* **Data**
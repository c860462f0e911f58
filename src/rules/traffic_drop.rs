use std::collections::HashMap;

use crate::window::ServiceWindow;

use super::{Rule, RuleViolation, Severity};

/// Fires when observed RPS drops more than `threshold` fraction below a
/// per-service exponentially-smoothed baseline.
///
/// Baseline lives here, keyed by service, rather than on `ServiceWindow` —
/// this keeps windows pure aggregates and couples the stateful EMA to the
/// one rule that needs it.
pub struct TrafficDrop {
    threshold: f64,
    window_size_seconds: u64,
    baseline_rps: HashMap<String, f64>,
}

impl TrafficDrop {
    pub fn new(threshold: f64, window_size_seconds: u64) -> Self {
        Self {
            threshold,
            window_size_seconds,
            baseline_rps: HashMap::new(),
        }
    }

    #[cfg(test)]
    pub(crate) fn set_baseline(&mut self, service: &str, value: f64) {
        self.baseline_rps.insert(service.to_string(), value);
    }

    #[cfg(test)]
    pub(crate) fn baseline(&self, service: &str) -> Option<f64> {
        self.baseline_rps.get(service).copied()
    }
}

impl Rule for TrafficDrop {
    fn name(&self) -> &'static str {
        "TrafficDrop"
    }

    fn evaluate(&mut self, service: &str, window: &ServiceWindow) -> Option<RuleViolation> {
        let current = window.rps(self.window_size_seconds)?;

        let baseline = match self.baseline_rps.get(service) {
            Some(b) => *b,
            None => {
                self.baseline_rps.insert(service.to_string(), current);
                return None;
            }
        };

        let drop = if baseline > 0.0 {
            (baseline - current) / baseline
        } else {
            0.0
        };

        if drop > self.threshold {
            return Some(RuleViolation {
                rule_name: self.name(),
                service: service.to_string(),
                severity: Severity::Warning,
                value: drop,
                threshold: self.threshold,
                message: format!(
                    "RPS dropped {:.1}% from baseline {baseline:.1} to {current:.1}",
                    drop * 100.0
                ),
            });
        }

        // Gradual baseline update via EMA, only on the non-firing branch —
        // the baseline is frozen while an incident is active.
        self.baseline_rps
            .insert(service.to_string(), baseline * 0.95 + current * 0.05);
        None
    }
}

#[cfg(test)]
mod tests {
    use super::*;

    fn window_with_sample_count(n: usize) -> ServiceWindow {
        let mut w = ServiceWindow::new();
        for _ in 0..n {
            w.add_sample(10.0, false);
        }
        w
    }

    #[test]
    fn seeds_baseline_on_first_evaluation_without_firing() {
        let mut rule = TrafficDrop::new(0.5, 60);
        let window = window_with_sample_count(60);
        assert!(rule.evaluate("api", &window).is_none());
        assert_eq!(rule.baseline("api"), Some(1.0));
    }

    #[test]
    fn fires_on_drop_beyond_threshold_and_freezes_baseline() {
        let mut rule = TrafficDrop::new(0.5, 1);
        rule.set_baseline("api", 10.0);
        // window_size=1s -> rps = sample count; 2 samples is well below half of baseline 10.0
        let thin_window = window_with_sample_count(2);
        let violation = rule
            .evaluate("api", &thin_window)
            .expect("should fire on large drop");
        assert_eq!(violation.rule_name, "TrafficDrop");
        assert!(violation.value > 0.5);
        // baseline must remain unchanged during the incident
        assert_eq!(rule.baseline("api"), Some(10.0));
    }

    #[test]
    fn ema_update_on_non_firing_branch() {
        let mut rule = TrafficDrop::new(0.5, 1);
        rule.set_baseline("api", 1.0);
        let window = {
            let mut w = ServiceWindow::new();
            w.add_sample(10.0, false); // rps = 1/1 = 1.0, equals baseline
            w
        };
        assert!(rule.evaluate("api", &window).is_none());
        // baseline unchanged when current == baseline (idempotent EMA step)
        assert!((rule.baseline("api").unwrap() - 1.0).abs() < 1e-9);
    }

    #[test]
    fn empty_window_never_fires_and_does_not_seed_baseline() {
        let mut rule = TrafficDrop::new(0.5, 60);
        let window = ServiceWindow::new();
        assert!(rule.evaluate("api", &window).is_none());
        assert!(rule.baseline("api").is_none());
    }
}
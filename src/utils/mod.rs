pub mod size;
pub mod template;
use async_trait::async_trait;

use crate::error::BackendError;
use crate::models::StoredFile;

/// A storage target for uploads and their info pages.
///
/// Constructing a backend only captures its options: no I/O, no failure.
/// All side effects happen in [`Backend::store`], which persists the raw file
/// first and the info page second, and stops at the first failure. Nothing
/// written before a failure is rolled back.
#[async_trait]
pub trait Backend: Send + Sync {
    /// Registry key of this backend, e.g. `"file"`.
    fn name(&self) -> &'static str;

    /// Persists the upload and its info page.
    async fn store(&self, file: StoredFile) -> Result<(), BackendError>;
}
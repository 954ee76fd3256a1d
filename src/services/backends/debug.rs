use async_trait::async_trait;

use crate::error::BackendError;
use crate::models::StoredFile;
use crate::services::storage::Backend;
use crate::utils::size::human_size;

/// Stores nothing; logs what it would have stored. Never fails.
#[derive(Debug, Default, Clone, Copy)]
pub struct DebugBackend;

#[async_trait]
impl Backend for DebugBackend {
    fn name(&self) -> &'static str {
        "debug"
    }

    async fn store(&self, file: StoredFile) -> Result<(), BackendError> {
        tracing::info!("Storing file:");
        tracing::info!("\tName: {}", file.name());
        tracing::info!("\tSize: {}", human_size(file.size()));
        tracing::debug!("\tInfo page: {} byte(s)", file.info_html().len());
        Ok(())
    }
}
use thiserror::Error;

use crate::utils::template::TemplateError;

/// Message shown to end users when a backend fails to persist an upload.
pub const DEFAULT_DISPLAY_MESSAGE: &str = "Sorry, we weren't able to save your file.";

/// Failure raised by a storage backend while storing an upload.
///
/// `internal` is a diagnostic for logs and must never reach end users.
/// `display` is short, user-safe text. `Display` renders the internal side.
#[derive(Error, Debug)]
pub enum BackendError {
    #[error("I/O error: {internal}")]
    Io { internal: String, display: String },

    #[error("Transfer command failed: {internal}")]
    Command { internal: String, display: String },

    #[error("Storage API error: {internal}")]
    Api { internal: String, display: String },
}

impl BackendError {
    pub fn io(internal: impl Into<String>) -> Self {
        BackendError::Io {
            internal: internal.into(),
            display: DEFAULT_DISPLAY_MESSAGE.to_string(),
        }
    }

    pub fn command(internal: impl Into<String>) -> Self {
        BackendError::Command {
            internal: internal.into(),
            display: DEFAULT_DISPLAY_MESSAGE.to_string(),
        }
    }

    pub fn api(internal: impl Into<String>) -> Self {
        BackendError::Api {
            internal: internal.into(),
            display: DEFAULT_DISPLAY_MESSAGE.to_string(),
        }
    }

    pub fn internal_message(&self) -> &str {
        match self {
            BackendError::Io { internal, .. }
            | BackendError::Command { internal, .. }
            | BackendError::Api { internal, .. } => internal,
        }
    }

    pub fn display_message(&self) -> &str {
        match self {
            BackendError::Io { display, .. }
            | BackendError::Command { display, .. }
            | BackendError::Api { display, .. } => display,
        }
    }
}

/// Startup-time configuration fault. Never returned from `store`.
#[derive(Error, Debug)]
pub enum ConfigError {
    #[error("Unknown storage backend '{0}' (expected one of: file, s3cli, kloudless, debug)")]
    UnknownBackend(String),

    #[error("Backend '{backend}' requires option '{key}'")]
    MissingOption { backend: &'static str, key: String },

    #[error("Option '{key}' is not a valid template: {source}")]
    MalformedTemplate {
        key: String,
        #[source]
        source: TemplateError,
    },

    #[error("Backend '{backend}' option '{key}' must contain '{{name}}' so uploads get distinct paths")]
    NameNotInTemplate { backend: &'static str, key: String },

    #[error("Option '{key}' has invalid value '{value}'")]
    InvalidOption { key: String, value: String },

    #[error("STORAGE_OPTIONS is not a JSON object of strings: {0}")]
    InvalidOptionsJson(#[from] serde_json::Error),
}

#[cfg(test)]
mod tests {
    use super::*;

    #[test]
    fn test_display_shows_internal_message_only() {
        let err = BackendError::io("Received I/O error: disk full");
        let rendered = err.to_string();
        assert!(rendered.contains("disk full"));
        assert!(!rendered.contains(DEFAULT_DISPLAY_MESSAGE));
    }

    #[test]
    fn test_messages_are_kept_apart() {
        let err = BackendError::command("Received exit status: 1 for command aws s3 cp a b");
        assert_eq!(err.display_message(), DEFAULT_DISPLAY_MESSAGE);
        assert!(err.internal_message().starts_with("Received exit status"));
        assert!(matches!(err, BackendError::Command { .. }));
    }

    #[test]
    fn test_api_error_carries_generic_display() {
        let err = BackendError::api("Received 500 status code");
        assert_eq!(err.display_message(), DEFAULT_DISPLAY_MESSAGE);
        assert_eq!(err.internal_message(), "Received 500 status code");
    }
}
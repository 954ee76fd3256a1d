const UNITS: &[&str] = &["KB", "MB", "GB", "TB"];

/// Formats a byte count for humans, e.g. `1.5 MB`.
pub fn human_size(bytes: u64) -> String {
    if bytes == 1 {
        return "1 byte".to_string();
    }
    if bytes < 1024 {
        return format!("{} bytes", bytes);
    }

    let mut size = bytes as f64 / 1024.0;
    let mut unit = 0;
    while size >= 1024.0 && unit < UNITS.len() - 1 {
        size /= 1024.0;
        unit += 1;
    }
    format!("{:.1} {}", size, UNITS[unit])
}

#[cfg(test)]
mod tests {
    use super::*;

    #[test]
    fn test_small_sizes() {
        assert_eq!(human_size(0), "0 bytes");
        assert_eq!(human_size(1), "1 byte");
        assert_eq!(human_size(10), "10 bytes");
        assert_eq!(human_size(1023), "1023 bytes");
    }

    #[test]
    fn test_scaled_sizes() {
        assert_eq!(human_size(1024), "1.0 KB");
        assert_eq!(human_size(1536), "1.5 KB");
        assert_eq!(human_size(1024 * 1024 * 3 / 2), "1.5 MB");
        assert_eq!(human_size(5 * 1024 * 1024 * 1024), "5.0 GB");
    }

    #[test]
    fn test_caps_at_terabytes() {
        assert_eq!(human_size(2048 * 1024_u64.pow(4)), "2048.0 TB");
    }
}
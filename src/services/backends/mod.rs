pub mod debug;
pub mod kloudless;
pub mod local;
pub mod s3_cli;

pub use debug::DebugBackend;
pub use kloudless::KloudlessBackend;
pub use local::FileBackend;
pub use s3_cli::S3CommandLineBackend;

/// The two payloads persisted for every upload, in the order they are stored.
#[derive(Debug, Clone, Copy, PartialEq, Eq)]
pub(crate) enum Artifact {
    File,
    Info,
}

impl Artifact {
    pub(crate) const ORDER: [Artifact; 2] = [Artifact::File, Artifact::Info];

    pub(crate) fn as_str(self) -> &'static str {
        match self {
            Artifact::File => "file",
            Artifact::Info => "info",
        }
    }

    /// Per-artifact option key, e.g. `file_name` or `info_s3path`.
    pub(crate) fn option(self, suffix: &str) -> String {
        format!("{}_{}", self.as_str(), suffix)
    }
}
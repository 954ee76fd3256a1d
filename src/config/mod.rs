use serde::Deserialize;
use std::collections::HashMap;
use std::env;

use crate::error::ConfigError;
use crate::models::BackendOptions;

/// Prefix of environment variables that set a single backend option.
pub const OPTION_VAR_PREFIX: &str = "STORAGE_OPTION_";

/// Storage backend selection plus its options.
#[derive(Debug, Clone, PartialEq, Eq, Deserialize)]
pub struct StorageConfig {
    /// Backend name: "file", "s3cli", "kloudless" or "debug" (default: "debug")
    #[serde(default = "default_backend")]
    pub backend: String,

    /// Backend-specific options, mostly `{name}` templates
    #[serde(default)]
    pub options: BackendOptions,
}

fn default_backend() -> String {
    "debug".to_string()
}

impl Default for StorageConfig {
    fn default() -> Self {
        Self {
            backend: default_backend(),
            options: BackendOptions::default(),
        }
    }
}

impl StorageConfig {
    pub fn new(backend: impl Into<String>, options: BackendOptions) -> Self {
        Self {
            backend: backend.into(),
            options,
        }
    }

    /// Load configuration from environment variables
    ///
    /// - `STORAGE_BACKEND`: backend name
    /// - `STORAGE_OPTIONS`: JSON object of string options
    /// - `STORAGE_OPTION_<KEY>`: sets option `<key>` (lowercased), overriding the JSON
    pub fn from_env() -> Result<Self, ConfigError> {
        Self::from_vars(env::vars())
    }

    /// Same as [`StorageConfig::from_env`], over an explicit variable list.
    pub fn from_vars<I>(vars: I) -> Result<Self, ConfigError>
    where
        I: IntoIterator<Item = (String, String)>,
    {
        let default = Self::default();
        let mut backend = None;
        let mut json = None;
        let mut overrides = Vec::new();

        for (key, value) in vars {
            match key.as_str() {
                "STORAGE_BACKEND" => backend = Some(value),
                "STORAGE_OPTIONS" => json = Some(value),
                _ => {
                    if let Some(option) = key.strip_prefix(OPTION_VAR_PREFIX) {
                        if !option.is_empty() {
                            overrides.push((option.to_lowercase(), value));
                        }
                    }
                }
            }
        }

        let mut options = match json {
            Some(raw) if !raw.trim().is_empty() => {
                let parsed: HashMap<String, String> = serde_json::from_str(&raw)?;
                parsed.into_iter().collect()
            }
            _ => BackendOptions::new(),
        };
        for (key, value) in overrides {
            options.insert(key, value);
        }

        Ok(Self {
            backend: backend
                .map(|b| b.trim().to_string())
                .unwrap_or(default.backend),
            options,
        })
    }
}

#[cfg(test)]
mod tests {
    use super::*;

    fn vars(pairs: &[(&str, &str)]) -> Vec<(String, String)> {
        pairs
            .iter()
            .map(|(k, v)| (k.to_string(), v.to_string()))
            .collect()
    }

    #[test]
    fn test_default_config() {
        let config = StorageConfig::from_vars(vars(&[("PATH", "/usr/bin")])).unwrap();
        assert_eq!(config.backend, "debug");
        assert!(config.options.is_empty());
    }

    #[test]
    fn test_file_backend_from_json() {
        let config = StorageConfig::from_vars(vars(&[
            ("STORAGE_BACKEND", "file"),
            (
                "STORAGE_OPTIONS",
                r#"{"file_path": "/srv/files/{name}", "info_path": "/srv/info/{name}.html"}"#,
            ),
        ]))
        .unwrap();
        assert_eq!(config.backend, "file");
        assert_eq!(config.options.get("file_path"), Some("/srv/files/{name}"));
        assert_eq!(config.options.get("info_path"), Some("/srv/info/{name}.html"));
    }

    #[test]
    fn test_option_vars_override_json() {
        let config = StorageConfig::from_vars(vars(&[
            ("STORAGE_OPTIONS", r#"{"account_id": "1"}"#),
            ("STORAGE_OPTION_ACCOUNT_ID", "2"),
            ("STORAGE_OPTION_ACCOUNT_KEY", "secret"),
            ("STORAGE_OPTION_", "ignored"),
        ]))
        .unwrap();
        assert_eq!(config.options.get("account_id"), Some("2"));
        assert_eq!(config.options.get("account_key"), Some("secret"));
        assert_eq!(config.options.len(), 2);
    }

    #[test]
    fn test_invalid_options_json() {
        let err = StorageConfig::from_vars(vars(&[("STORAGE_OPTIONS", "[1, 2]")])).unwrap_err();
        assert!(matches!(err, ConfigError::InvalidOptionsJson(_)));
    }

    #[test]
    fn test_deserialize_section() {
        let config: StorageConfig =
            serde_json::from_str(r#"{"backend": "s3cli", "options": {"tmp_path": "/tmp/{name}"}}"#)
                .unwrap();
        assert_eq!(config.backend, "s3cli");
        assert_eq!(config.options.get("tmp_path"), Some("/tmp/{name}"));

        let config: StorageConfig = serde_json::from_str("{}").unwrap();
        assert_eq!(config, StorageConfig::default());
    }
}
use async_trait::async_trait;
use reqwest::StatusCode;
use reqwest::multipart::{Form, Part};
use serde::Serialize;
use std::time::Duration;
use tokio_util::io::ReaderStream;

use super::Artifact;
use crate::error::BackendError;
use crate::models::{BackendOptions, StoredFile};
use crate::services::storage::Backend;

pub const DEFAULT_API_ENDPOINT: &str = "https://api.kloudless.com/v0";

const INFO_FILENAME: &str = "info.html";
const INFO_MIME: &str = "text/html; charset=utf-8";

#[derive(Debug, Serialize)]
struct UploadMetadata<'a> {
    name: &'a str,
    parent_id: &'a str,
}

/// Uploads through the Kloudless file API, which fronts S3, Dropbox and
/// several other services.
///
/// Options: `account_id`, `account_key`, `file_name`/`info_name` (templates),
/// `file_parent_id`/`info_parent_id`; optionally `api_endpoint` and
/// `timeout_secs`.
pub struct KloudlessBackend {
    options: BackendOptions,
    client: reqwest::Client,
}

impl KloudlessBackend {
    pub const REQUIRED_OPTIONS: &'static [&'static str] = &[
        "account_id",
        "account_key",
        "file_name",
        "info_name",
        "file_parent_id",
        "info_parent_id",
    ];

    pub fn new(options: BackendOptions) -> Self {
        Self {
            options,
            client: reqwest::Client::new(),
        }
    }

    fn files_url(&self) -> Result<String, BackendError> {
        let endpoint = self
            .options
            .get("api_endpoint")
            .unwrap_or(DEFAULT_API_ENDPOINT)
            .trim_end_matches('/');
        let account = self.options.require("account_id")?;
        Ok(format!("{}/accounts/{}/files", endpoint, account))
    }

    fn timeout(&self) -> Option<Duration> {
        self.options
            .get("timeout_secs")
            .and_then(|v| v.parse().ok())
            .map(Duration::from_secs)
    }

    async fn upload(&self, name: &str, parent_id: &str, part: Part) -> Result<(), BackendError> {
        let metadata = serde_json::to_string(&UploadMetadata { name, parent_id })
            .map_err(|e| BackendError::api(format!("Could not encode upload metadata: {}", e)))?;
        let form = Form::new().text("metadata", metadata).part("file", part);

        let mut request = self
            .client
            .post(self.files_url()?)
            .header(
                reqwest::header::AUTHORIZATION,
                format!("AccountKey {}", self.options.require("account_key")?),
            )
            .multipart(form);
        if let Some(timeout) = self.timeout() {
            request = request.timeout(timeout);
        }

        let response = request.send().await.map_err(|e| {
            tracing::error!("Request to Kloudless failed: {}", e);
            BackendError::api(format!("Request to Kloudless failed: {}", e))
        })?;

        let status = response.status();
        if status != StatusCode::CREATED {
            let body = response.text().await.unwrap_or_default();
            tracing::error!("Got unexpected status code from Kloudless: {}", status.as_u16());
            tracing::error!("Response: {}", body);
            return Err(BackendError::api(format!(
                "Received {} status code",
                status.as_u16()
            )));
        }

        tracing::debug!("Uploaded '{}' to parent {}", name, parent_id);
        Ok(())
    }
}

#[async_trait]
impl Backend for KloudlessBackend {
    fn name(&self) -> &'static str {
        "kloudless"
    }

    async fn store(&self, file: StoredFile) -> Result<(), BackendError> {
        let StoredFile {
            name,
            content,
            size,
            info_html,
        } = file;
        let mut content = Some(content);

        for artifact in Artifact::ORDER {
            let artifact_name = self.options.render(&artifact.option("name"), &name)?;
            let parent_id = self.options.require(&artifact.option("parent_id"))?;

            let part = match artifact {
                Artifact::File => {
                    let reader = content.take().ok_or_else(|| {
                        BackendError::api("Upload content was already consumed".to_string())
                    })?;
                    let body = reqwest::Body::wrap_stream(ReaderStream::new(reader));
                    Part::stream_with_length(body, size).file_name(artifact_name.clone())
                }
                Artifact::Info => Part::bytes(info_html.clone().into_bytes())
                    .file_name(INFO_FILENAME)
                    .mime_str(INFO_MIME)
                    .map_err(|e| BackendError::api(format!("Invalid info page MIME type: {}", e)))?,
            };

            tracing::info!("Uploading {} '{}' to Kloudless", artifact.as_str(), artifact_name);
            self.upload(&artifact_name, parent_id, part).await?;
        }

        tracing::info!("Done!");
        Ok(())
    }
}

* **What you need to do**
Every line that contains the string "local" should be returned from the data.

* **Exercise solution**
pub mod local;
pub use local::FileBackend;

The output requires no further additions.